▶ [Exercise requirements] Where does the string "info" appear in the listing below? Copy every line where it does.
··· Records ···
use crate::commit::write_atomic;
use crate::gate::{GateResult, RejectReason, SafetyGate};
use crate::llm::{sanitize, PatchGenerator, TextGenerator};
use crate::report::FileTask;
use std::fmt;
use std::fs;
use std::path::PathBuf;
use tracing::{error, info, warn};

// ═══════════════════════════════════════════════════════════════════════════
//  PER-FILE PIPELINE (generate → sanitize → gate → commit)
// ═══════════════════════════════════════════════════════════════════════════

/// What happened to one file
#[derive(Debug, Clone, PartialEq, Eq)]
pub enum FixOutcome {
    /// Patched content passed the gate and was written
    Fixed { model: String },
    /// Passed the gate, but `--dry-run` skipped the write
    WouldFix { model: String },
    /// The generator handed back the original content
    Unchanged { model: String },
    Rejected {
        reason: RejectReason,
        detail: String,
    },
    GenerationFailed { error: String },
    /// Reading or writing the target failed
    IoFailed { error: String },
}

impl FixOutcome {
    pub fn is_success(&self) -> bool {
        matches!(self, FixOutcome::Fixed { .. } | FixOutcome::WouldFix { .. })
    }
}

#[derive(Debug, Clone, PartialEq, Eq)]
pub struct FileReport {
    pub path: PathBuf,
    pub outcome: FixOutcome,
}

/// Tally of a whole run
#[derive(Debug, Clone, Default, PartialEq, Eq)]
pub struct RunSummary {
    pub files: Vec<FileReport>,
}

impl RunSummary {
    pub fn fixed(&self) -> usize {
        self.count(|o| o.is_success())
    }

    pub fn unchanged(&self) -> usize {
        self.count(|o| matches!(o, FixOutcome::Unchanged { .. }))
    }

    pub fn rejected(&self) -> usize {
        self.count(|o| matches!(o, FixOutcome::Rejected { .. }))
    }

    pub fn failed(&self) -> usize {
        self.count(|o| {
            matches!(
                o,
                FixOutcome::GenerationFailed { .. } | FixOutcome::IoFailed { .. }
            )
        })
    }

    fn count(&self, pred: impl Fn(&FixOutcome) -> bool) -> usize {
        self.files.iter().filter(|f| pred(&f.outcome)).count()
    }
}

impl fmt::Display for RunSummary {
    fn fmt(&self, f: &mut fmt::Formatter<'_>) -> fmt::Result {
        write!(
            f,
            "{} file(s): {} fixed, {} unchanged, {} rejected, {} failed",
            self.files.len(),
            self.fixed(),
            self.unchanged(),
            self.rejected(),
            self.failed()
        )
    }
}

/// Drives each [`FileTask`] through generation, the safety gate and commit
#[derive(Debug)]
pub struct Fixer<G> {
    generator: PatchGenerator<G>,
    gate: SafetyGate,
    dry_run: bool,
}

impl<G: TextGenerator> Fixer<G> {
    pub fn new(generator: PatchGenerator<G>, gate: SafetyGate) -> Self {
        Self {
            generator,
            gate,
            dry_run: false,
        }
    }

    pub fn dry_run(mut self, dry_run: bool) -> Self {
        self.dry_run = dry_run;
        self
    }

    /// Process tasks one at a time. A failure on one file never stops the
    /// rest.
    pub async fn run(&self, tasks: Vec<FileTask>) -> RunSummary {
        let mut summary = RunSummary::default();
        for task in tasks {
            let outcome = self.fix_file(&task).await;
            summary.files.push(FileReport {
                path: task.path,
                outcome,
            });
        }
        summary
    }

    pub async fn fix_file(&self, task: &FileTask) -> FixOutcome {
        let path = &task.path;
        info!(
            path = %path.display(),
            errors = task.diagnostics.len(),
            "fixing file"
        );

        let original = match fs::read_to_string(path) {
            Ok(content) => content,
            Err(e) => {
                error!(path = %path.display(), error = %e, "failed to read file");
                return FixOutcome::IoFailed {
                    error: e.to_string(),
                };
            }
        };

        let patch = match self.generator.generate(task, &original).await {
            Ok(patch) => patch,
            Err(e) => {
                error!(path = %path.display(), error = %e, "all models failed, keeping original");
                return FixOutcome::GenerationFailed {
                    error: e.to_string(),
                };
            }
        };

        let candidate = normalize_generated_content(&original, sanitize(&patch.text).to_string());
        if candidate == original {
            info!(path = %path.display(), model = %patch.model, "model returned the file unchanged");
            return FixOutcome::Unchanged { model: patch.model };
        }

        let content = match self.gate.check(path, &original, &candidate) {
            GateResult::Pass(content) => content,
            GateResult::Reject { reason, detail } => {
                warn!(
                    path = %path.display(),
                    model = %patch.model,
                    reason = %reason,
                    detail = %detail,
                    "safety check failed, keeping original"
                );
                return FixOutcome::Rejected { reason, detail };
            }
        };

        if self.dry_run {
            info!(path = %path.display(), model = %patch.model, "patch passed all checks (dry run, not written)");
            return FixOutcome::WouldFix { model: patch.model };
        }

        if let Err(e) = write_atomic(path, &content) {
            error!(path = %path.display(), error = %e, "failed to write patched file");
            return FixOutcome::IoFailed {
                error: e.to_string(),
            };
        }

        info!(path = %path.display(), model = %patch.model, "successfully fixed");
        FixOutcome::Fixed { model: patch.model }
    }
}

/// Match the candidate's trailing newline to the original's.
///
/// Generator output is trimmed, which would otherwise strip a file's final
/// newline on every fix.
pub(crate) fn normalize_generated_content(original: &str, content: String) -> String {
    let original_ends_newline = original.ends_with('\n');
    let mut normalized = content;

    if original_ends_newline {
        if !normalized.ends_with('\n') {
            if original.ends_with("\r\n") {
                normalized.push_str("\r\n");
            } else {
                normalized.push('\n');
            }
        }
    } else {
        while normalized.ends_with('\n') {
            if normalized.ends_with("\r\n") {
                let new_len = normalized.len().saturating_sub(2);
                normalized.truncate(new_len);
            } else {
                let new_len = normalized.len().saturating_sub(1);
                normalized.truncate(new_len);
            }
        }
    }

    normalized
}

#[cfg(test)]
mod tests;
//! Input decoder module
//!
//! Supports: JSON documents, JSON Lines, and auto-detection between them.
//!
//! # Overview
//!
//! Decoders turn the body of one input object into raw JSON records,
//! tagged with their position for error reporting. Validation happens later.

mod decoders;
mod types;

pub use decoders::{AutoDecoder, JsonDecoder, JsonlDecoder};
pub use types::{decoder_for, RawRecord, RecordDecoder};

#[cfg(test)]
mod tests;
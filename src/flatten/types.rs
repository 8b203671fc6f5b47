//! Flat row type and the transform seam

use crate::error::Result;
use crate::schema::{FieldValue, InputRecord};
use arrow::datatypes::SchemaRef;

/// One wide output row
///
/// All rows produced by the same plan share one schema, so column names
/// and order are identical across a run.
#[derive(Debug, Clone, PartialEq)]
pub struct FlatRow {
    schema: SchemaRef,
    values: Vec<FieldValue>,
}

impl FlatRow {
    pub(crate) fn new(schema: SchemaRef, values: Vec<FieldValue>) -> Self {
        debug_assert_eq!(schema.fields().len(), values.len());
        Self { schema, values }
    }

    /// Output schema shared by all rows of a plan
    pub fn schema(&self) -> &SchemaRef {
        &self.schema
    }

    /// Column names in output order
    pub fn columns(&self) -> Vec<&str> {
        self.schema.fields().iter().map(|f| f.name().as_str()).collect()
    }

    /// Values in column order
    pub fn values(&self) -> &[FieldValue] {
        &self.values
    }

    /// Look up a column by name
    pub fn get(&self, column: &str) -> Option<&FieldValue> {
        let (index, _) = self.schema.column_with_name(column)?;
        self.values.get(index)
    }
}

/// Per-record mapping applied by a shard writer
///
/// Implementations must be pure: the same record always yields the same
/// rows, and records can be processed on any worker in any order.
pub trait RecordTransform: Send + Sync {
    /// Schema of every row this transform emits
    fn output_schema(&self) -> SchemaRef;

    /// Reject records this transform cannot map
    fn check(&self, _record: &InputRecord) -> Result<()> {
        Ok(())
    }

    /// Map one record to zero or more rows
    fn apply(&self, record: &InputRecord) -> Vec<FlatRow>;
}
···
▶ [Solution to this exercise]
use tracing::{error, info, warn};
        info!(
            info!(path = %path.display(), model = %patch.model, "model returned the file unchanged");
            info!(path = %path.display(), model = %patch.model, "patch passed all checks (dry run, not written)");
        info!(path = %path.display(), model = %patch.model, "successfully fixed");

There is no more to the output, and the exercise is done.